:: EXERCISE DESCRIPTION ::
Using the records below, write out again exactly the lines that begin at the line containing "filename crates/overmode-backend/src/replay.rs" and end at the line containing "setting, if any.", and no other lines.

:: RECORD SET ::
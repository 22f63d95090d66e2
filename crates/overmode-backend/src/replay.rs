//! Replay session: a solver session driven by recorded engine exports.
//!
//! A recorded session is a JSON sidecar next to the project file
//! (`device.ldev` → `device.json`) holding the object property tables,
//! named vector results with their meshes, and solved mode tensors. The
//! replay backend serves these through the full [`SolverSession`] trait,
//! including a real barycentric triangulation interpolation, so the
//! pipeline and its tests run without an engine licence.

use std::collections::BTreeMap;
use std::path::{Path, PathBuf};

use ndarray::{Array1, Array2, Array3, Array4};
use serde::Deserialize;

use overmode_core::session::{
    AnalysisValue, SessionError, SolverKind, SolverSession,
};
use overmode_core::types::{ModeFieldTensor, RawVectorField, RegularGrid, TriangularMesh};

#[derive(Debug, Deserialize)]
struct RecordedProject {
    #[serde(default)]
    objects: BTreeMap<String, BTreeMap<String, f64>>,
    #[serde(default)]
    results: BTreeMap<String, RecordedResult>,
    #[serde(default)]
    modes: Vec<RecordedMode>,
}

#[derive(Debug, Deserialize)]
struct RecordedResult {
    /// (x, z) per mesh vertex.
    vertices: Vec<[f64; 2]>,
    /// Vertex indices per triangle.
    triangles: Vec<[usize; 3]>,
    attributes: BTreeMap<String, RecordedAttribute>,
}

/// A vector attribute: either one component triple per vertex, or a
/// triple of per-bias sweeps per vertex.
#[derive(Debug, Deserialize)]
#[serde(untagged)]
enum RecordedAttribute {
    Swept { swept: Vec<Vec<Vec<f64>>> },
    Static { values: Vec<[f64; 3]> },
}

#[derive(Debug, Deserialize)]
struct RecordedMode {
    neff: f64,
    x: Vec<f64>,
    z: Vec<f64>,
    /// (nx, nz, n_slab, 3).
    dims: [usize; 4],
    /// Row-major flattened field tensor.
    field: Vec<f64>,
}

/// A [`SolverSession`] backed by a recorded project.
pub struct ReplaySession {
    kind: SolverKind,
    project: Option<RecordedProject>,
    selected: Option<String>,
    settings: BTreeMap<String, AnalysisValue>,
    ran: bool,
}

impl ReplaySession {
    pub fn new(kind: SolverKind) -> Self {
        Self {
            kind,
            project: None,
            selected: None,
            settings: BTreeMap::new(),
            ran: false,
        }
    }

    /// The last value assigned to an analysis setting, if any.
    pub fn analysis_setting(&self, key: &str) -> Option<&AnalysisValue> {
        self.settings.get(key)
    }

    /// Sidecar path for a project file: `device.ldev` → `device.json`.
    fn sidecar(path: &Path) -> PathBuf {
        if path.extension().is_some_and(|e| e == "json") {
            path.to_path_buf()
        } else {
            path.with_extension("json")
        }
    }

    fn project(&self) -> Result<&RecordedProject, SessionError> {
        self.project.as_ref().ok_or(SessionError::NoProject)
    }

    fn result(&self, name: &str) -> Result<&RecordedResult, SessionError> {
        let project = self.project()?;
        if !self.ran {
            return Err(SessionError::Backend(
                "solver has not been run in this session".into(),
            ));
        }
        project
            .results
            .get(name)
            .ok_or_else(|| SessionError::ResultMissing(name.to_string()))
    }
}

impl SolverSession for ReplaySession {
    fn kind(&self) -> SolverKind {
        self.kind
    }

    fn load_project(&mut self, path: &Path) -> Result<(), SessionError> {
        let sidecar = Self::sidecar(path);
        let content =
            std::fs::read_to_string(&sidecar).map_err(|e| SessionError::ProjectLoad {
                path: sidecar.clone(),
                reason: e.to_string(),
            })?;
        let project: RecordedProject =
            serde_json::from_str(&content).map_err(|e| SessionError::ProjectLoad {
                path: sidecar,
                reason: e.to_string(),
            })?;
        log::info!(
            "replay: loaded {} ({} objects, {} results, {} modes)",
            path.display(),
            project.objects.len(),
            project.results.len(),
            project.modes.len()
        );
        self.project = Some(project);
        self.selected = None;
        self.ran = false;
        Ok(())
    }

    fn run(&mut self) -> Result<(), SessionError> {
        self.project()?;
        self.ran = true;
        Ok(())
    }

    fn set_analysis(&mut self, key: &str, value: AnalysisValue) -> Result<(), SessionError> {
        log::debug!("replay: analysis setting {key} = {value:?}");
        self.settings.insert(key.to_string(), value);
        Ok(())
    }

    fn vector_result(
        &mut self,
        result: &str,
        attribute: &str,
    ) -> Result<RawVectorField, SessionError> {
        let record = self.result(result)?;
        let attr = record.attributes.get(attribute).ok_or_else(|| {
            SessionError::ResultMissing(format!("{result}::{attribute}"))
        })?;

        match attr {
            RecordedAttribute::Static { values } => {
                let n = values.len();
                let flat: Vec<f64> = values.iter().flatten().copied().collect();
                let array = Array2::from_shape_vec((n, 3), flat).map_err(|e| {
                    SessionError::ShapeMismatch {
                        what: format!("{result}::{attribute}"),
                        details: e.to_string(),
                    }
                })?;
                Ok(RawVectorField::Static(array))
            }
            RecordedAttribute::Swept { swept } => {
                let n = swept.len();
                let mismatch = |details: String| SessionError::ShapeMismatch {
                    what: format!("{result}::{attribute}"),
                    details,
                };
                let components = swept.first().map_or(0, Vec::len);
                if components != 3 {
                    return Err(mismatch(format!("{components} components per sample")));
                }
                let points = swept[0][0].len();
                let mut array = Array3::zeros((n, 3, points));
                for (i, sample) in swept.iter().enumerate() {
                    if sample.len() != 3 {
                        return Err(mismatch(format!("ragged sample {i}")));
                    }
                    for (c, sweep) in sample.iter().enumerate() {
                        if sweep.len() != points {
                            return Err(mismatch(format!("ragged bias sweep at sample {i}")));
                        }
                        for (b, value) in sweep.iter().enumerate() {
                            array[[i, c, b]] = *value;
                        }
                    }
                }
                Ok(RawVectorField::Swept(array))
            }
        }
    }

    fn result_mesh(&mut self, result: &str) -> Result<TriangularMesh, SessionError> {
        let record = self.result(result)?;
        let nv = record.vertices.len();
        let nt = record.triangles.len();
        let vertices = Array2::from_shape_vec(
            (nv, 2),
            record.vertices.iter().flatten().copied().collect(),
        )
        .map_err(|e| SessionError::ShapeMismatch {
            what: format!("{result} mesh vertices"),
            details: e.to_string(),
        })?;
        let triangles = Array2::from_shape_vec(
            (nt, 3),
            record.triangles.iter().flatten().copied().collect(),
        )
        .map_err(|e| SessionError::ShapeMismatch {
            what: format!("{result} mesh elements"),
            details: e.to_string(),
        })?;
        for &index in &triangles {
            if index >= nv {
                return Err(SessionError::ShapeMismatch {
                    what: format!("{result} mesh elements"),
                    details: format!("vertex index {index} out of range ({nv} vertices)"),
                });
            }
        }
        Ok(TriangularMesh { vertices, triangles })
    }

    fn interpolate_to_grid(
        &self,
        values: &Array1<f64>,
        mesh: &TriangularMesh,
        grid: &RegularGrid,
    ) -> Result<Array2<f64>, SessionError> {
        if values.len() != mesh.vertices.nrows() {
            return Err(SessionError::ShapeMismatch {
                what: "interpolation input".into(),
                details: format!(
                    "{} values for a {}-vertex mesh",
                    values.len(),
                    mesh.vertices.nrows()
                ),
            });
        }

        let mut out = Array2::zeros((grid.x.len(), grid.z.len()));
        for (i, &px) in grid.x.iter().enumerate() {
            for (j, &pz) in grid.z.iter().enumerate() {
                if let Some(v) = interpolate_point(px, pz, mesh, values) {
                    out[[i, j]] = v;
                }
            }
        }
        Ok(out)
    }

    fn select(&mut self, object: &str) -> Result<(), SessionError> {
        if self.project()?.objects.contains_key(object) {
            self.selected = Some(object.to_string());
            Ok(())
        } else {
            Err(SessionError::ObjectNotFound(object.to_string()))
        }
    }

    fn get_number(&mut self, property: &str) -> Result<f64, SessionError> {
        let object = self
            .selected
            .clone()
            .ok_or_else(|| SessionError::Backend("no object selected".into()))?;
        self.project()?
            .objects
            .get(&object)
            .and_then(|table| table.get(property))
            .copied()
            .ok_or(SessionError::PropertyMissing {
                object,
                property: property.to_string(),
            })
    }

    fn mode_field(&mut self, mode_index: usize) -> Result<ModeFieldTensor, SessionError> {
        if !self.ran {
            return Err(SessionError::Backend(
                "mode solver has not been run in this session".into(),
            ));
        }
        let project = self.project()?;
        let mode = project
            .modes
            .get(mode_index)
            .ok_or_else(|| SessionError::ResultMissing(format!("mode {mode_index}")))?;

        let [nx, nz, n_slab, nc] = mode.dims;
        let mismatch = |details: String| SessionError::ShapeMismatch {
            what: format!("mode {mode_index} field tensor"),
            details,
        };
        if nc != 3 {
            return Err(mismatch(format!("{nc} Cartesian components")));
        }
        if mode.x.len() != nx || mode.z.len() != nz {
            return Err(mismatch(format!(
                "coordinate arrays ({}, {}) do not match dims ({nx}, {nz})",
                mode.x.len(),
                mode.z.len()
            )));
        }
        let field = Array4::from_shape_vec((nx, nz, n_slab, nc), mode.field.clone())
            .map_err(|e| mismatch(e.to_string()))?;

        Ok(ModeFieldTensor {
            x: Array1::from_vec(mode.x.clone()),
            z: Array1::from_vec(mode.z.clone()),
            neff: mode.neff,
            field,
        })
    }
}

/// Barycentric interpolation of per-vertex values at one point. Returns
/// `None` when the point lies in no triangle.
fn interpolate_point(
    px: f64,
    pz: f64,
    mesh: &TriangularMesh,
    values: &Array1<f64>,
) -> Option<f64> {
    const EPS: f64 = 1e-12;

    for tri in mesh.triangles.rows() {
        let (a, b, c) = (tri[0], tri[1], tri[2]);
        let (ax, az) = (mesh.vertices[[a, 0]], mesh.vertices[[a, 1]]);
        let (bx, bz) = (mesh.vertices[[b, 0]], mesh.vertices[[b, 1]]);
        let (cx, cz) = (mesh.vertices[[c, 0]], mesh.vertices[[c, 1]]);

        let det = (bx - ax) * (cz - az) - (cx - ax) * (bz - az);
        if det.abs() < EPS {
            continue; // degenerate triangle
        }

        let l1 = ((px - ax) * (cz - az) - (cx - ax) * (pz - az)) / det;
        let l2 = ((bx - ax) * (pz - az) - (px - ax) * (bz - az)) / det;
        let l0 = 1.0 - l1 - l2;

        if l0 >= -EPS && l1 >= -EPS && l2 >= -EPS {
            return Some(l0 * values[a] + l1 * values[b] + l2 * values[c]);
        }
    }
    None
}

:: EXPECTED ANSWER ::
filename crates/overmode-backend/src/replay.rs
//! Replay session: a solver session driven by recorded engine exports.
//!
//! A recorded session is a JSON sidecar next to the project file
//! (`device.ldev` → `device.json`) holding the object property tables,
//! named vector results with their meshes, and solved mode tensors. The
//! replay backend serves these through the full [`SolverSession`] trait,
//! including a real barycentric triangulation interpolation, so the
//! pipeline and its tests run without an engine licence.

use std::collections::BTreeMap;
use std::path::{Path, PathBuf};

use ndarray::{Array1, Array2, Array3, Array4};
use serde::Deserialize;

use overmode_core::session::{
    AnalysisValue, SessionError, SolverKind, SolverSession,
};
use overmode_core::types::{ModeFieldTensor, RawVectorField, RegularGrid, TriangularMesh};

#[derive(Debug, Deserialize)]
struct RecordedProject {
    #[serde(default)]
    objects: BTreeMap<String, BTreeMap<String, f64>>,
    #[serde(default)]
    results: BTreeMap<String, RecordedResult>,
    #[serde(default)]
    modes: Vec<RecordedMode>,
}

#[derive(Debug, Deserialize)]
struct RecordedResult {
    /// (x, z) per mesh vertex.
    vertices: Vec<[f64; 2]>,
    /// Vertex indices per triangle.
    triangles: Vec<[usize; 3]>,
    attributes: BTreeMap<String, RecordedAttribute>,
}

/// A vector attribute: either one component triple per vertex, or a
/// triple of per-bias sweeps per vertex.
#[derive(Debug, Deserialize)]
#[serde(untagged)]
enum RecordedAttribute {
    Swept { swept: Vec<Vec<Vec<f64>>> },
    Static { values: Vec<[f64; 3]> },
}

#[derive(Debug, Deserialize)]
struct RecordedMode {
    neff: f64,
    x: Vec<f64>,
    z: Vec<f64>,
    /// (nx, nz, n_slab, 3).
    dims: [usize; 4],
    /// Row-major flattened field tensor.
    field: Vec<f64>,
}

/// A [`SolverSession`] backed by a recorded project.
pub struct ReplaySession {
    kind: SolverKind,
    project: Option<RecordedProject>,
    selected: Option<String>,
    settings: BTreeMap<String, AnalysisValue>,
    ran: bool,
}

impl ReplaySession {
    pub fn new(kind: SolverKind) -> Self {
        Self {
            kind,
            project: None,
            selected: None,
            settings: BTreeMap::new(),
            ran: false,
        }
    }

    /// The last value assigned to an analysis setting, if any.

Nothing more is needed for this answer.